Em tempo, o Código de Ética Médica, em seu artigo 73
delineia as linhas mestras do sigilo médico proibindo o profissional de revelar fato de que tenha conhecimento em virtude do exercício da Medicina. Tal qual faz dentre os Princípios Fundamentais, excepciona os casos em que haja motivo justo para a revelação do segredo, os quais seriam: a) cumprimento de dever legal (ordem judicial ou imposição legal); b) consentimento por escrito do paciente; c) para defesa própria (CABETTE, 2011, p.121).
Finalmente, resta entender o princípio do consentimento livre e informado: o presente cânone esculpe “(...) uma autorização autônoma dada por indivíduos para uma intervenção médica ou um envolvimento numa pesquisa” (BEAUCHAMP, CHILDRESS, 2002, p.163).

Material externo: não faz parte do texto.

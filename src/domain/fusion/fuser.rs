//! ModalityFuser - weighted combination of modality readings into one
//! assessment.

use serde::{Deserialize, Serialize};
use thiserror::Error;

use crate::config::{FusionConfig, FusionMode};
use crate::domain::emotion::{Emotion, EmotionVector, Modality, ModalityReading};
use crate::domain::foundation::{AssessmentId, Intensity, Timestamp};

/// Floor applied to adaptive weights so a zero-confidence reading never
/// silently vanishes from the audit trail.
const MIN_ADAPTIVE_WEIGHT: f64 = 0.05;

/// One fused, taxonomy-wide emotional estimate.
#[derive(Debug, Clone, PartialEq, Serialize, Deserialize)]
pub struct FusedAssessment {
    pub id: AssessmentId,
    pub vector: EmotionVector,
    /// Contributing modalities with their final weights; sums to 1.0.
    pub weights: Vec<(Modality, f64)>,
    pub dominant_emotion: Emotion,
    /// Set when a sole non-text modality was promoted to primary.
    pub folded_from: Option<Modality>,
    pub created_at: Timestamp,
}

impl FusedAssessment {
    pub fn weight_of(&self, modality: Modality) -> Option<f64> {
        self.weights
            .iter()
            .find(|(m, _)| *m == modality)
            .map(|(_, w)| *w)
    }
}

/// Errors from fusion.
#[derive(Debug, Error, PartialEq, Eq)]
pub enum FusionError {
    #[error("no modality data to fuse")]
    NoModalityData,
}

/// Combines modality readings into a [`FusedAssessment`].
#[derive(Debug, Clone)]
pub struct ModalityFuser {
    config: FusionConfig,
}

impl ModalityFuser {
    pub fn new(config: FusionConfig) -> Self {
        Self { config }
    }

    /// Fuses readings using the configured mode.
    ///
    /// A single reading passes through with weight exactly 1.0 regardless
    /// of mode; a sole non-text reading is additionally annotated as folded
    /// into the primary position.
    ///
    /// # Errors
    ///
    /// Returns [`FusionError::NoModalityData`] for an empty reading set.
    pub fn fuse(&self, readings: &[ModalityReading]) -> Result<FusedAssessment, FusionError> {
        if readings.is_empty() {
            return Err(FusionError::NoModalityData);
        }

        let weights = self.resolve_weights(readings);
        let mut vector = EmotionVector::default();
        let mut arousal = 0.0;
        let mut confidence = 0.0;
        for (reading, weight) in readings.iter().zip(weights.iter()) {
            for (emotion, intensity) in reading.vector.iter() {
                let current = vector.get(emotion).value();
                vector.set(emotion, Intensity::new(current + weight * intensity.value()));
            }
            arousal += weight * reading.vector.arousal().value();
            confidence += weight * reading.vector.confidence().value();
        }
        vector.set_arousal(Intensity::new(arousal));
        vector.set_confidence(Intensity::new(confidence));

        let folded_from = match readings {
            [only] if only.modality != Modality::Text => Some(only.modality),
            _ => None,
        };

        Ok(FusedAssessment {
            id: AssessmentId::new(),
            dominant_emotion: vector.dominant_emotion(),
            vector,
            weights: readings
                .iter()
                .map(|r| r.modality)
                .zip(weights)
                .collect(),
            folded_from,
            created_at: Timestamp::now(),
        })
    }

    /// Final per-reading weights, renormalized to sum to 1.0.
    fn resolve_weights(&self, readings: &[ModalityReading]) -> Vec<f64> {
        if readings.len() == 1 {
            return vec![1.0];
        }
        let raw: Vec<f64> = readings
            .iter()
            .map(|r| {
                let base = self.config.base_weight(r.modality);
                match self.config.mode {
                    FusionMode::Fixed => base,
                    FusionMode::Adaptive => {
                        (base * r.source.confidence().value()).max(MIN_ADAPTIVE_WEIGHT)
                    }
                }
            })
            .collect();
        let sum: f64 = raw.iter().sum();
        if sum <= 0.0 {
            // Degenerate configuration; fall back to equal weights.
            return vec![1.0 / readings.len() as f64; readings.len()];
        }
        raw.into_iter().map(|w| w / sum).collect()
    }
}

#[cfg(test)]
mod tests {
    use super::*;
    use crate::domain::emotion::EstimationSource;

    fn reading(modality: Modality, emotion: Emotion, value: f64, confidence: f64) -> ModalityReading {
        let mut vector = EmotionVector::neutral(Intensity::new(confidence));
        vector.set(emotion, Intensity::new(value));
        vector.set_arousal(Intensity::new(value));
        ModalityReading::new(
            modality,
            vector,
            EstimationSource::ExternalModel {
                confidence: Intensity::new(confidence),
            },
        )
    }

    fn fuser(mode: FusionMode) -> ModalityFuser {
        ModalityFuser::new(FusionConfig {
            mode,
            ..FusionConfig::default()
        })
    }

    #[test]
    fn empty_readings_are_rejected() {
        assert_eq!(
            fuser(FusionMode::Fixed).fuse(&[]).unwrap_err(),
            FusionError::NoModalityData
        );
    }

    #[test]
    fn single_reading_is_identity_with_weight_one() {
        let r = reading(Modality::Text, Emotion::Sadness, 0.7, 0.9);
        let fused = fuser(FusionMode::Adaptive).fuse(&[r.clone()]).unwrap();
        assert_eq!(fused.weights, vec![(Modality::Text, 1.0)]);
        assert_eq!(fused.vector.get(Emotion::Sadness).value(), 0.7);
        assert!(fused.folded_from.is_none());
    }

    #[test]
    fn sole_non_text_reading_is_folded() {
        let r = reading(Modality::Audio, Emotion::Agitation, 0.6, 0.5);
        let fused = fuser(FusionMode::Fixed).fuse(&[r]).unwrap();
        assert_eq!(fused.folded_from, Some(Modality::Audio));
        assert_eq!(fused.weight_of(Modality::Audio), Some(1.0));
    }

    #[test]
    fn fixed_weights_renormalize_over_present_modalities() {
        let readings = vec![
            reading(Modality::Text, Emotion::Sadness, 0.8, 0.9),
            reading(Modality::Audio, Emotion::Sadness, 0.4, 0.9),
        ];
        let fused = fuser(FusionMode::Fixed).fuse(&readings).unwrap();
        // text 0.6 and audio 0.25 renormalize to ~0.706 / ~0.294
        let text_w = fused.weight_of(Modality::Text).unwrap();
        let audio_w = fused.weight_of(Modality::Audio).unwrap();
        assert!((text_w + audio_w - 1.0).abs() < 1e-9);
        assert!((text_w - 0.6 / 0.85).abs() < 1e-9);
        let expected = text_w * 0.8 + audio_w * 0.4;
        assert!((fused.vector.get(Emotion::Sadness).value() - expected).abs() < 1e-9);
    }

    #[test]
    fn adaptive_mode_discounts_low_confidence_readings() {
        let readings = vec![
            reading(Modality::Text, Emotion::Sadness, 0.8, 0.9),
            reading(Modality::Audio, Emotion::Sadness, 0.4, 0.1),
        ];
        let adaptive = fuser(FusionMode::Adaptive).fuse(&readings).unwrap();
        let fixed = fuser(FusionMode::Fixed).fuse(&readings).unwrap();
        assert!(
            adaptive.weight_of(Modality::Audio).unwrap()
                < fixed.weight_of(Modality::Audio).unwrap()
        );
    }

    #[test]
    fn fused_values_stay_in_unit_range() {
        let readings = vec![
            reading(Modality::Text, Emotion::Anxiety, 1.0, 1.0),
            reading(Modality::Audio, Emotion::Anxiety, 1.0, 1.0),
            reading(Modality::Image, Emotion::Anxiety, 1.0, 1.0),
        ];
        let fused = fuser(FusionMode::Adaptive).fuse(&readings).unwrap();
        for (_, intensity) in fused.vector.iter() {
            assert!((0.0..=1.0).contains(&intensity.value()));
        }
        let sum: f64 = fused.weights.iter().map(|(_, w)| w).sum();
        assert!((sum - 1.0).abs() < 1e-6);
    }

    #[test]
    fn dominant_emotion_uses_crisis_tie_break() {
        let mut vector = EmotionVector::neutral(Intensity::MAX);
        vector.set(Emotion::Hopelessness, Intensity::new(0.5));
        vector.set(Emotion::Loneliness, Intensity::new(0.5));
        let r = ModalityReading::new(
            Modality::Text,
            vector,
            EstimationSource::RuleFallback,
        );
        let fused = fuser(FusionMode::Fixed).fuse(&[r]).unwrap();
        assert_eq!(fused.dominant_emotion, Emotion::Hopelessness);
    }
}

Isso quer dizer que se trata de um principio que se materializa em um instrumento de autorização concedido pelo indivíduo ao profissional de saúde de forma expressa ou oral para determinado procedimento. Obviamente, não pode haver coação e dúvida, devendo ser voluntário. Tal instrumento é a mola mestra que vai esculpir os trilhos a serem seguidos pelo profissional de saúde e laboratórios, caso estes não atendam aos seus ditames tal consentimento será violado e, consequentemente, o profissional e o respectivo laboratório poderão responder na esfera judicial, quanto ao profissional ainda é cumulável a responsabilidade administrativa, consoante explanado abaixo.

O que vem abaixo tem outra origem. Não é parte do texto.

//! Foundation module - Shared domain primitives.
//!
//! Contains value objects, identifiers, and error types that form the
//! vocabulary of the Mindgate domain.

mod errors;
mod ids;
mod intensity;
mod timestamp;

pub use errors::ValidationError;
pub use ids::{AssessmentId, UserId};
pub use intensity::Intensity;
pub use timestamp::Timestamp;
//! Fusion module - per-modality normalization and weighted combination.

mod fuser;
mod normalizer;

pub use fuser::{FusedAssessment, FusionError, ModalityFuser};
pub use normalizer::{FeatureNormalizer, NormalizeError, RawModalityInput};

É preciso tecer algumas considerações sobre o cânone em análise, primeiramente é salutar afirmar que se trata de um instrumento de proteção do próprio profissional de saúde, pois atendendo seus contornos, não responderá por qualquer infração. Além disso, há situações que põem à prova o conhecimento médico onde há um dever legal de quebra de confidencialidade, isso se procede nas situações expressamente previstas em lei, a saber: aquelas previstas na “Lei nº 6259/75 com atualização regular pelo Ministério da Saúde Secretarias da Saúde dos estados” (CABETTE, 2011, p.122). Quais? São as exceções, isto é “os casos em que haja motivo justo para a revelação do segredo, os quais seriam: a) cumprimento de dever legal (ordem judicial ou imposição legal); b) consentimento por escrito do paciente; c) para defesa própria” (op. cit., p.121, grifamos).

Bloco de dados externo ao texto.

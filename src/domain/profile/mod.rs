//! Profile module - longitudinal per-user state and derived reports.

mod profile;
mod report;
mod stats;

pub use profile::{HistoryEntry, Personality, UserProfile};
pub use report::{Cycles, ProfileReport, Trend, TrendDirection};
pub use stats::{EmaMean, WelfordStats};
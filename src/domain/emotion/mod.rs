//! Emotion module - the fixed taxonomy and its carrier types.

mod modality;
mod signals;
mod taxonomy;
mod vector;

pub use modality::{
    AcousticFeatures, EstimationSource, Modality, ModalityReading, RawSubFeatures, VisualFeatures,
};
pub use signals::{RiskSignals, SignalName};
pub use taxonomy::{Emotion, CRISIS_PRIORITY};
pub use vector::EmotionVector;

Mesmo nesses casos de imperativo legal, há controvérsias quanto à quebra do sigilo e do princípio da confidencialidade, pois “para determinar quando e sob que circunstâncias a confidencialidade pode ser rompida, é preciso estabelecer uma matriz de avaliação de riscos, em que a magnitude do dano e a sua probabilidade de concretização são algumas das variáveis a serem avaliadas” (DINIZ, GUEDES, 2005, p.752). O problema é que se sustentar exclusivamente na lei pode tornar a relação médico – paciente injusta, pois o rompimento do sigilo pode provocar danos maiores que o silêncio, isso poderia sobrepujar não apenas princípios da Bioética bem como a própria dignidade humana, corolário maior da Carta Magna, além de ocasionar um completo esvaziamento moral e ético. É exatamente aí que o termo de consentimento, expresso preferencialmente, se torna o guardião do profissional de saúde, pois o médico poderá, em equipe, averiguar se os danos provenientes da revelação são maiores que manter em segredo. Entendemos que se os danos provenientes da quebra da confidencialidade forem mais graves que o sigilo, o profissional de saúde não deverá quebrar tal sigilo. São situações onde o profissional de saúde poderá ser responsabilizado se quebrar a confidencialidade por determinação legal, caso o consentimento estabeleça em contrário, e se não quebrar poderá responder por omissão. É neste momento que se evidencia que a literalidade da norma ipsis litteris pode ser desproporcional, necessário assim proceder a um justo juízo de valores no caso concreto.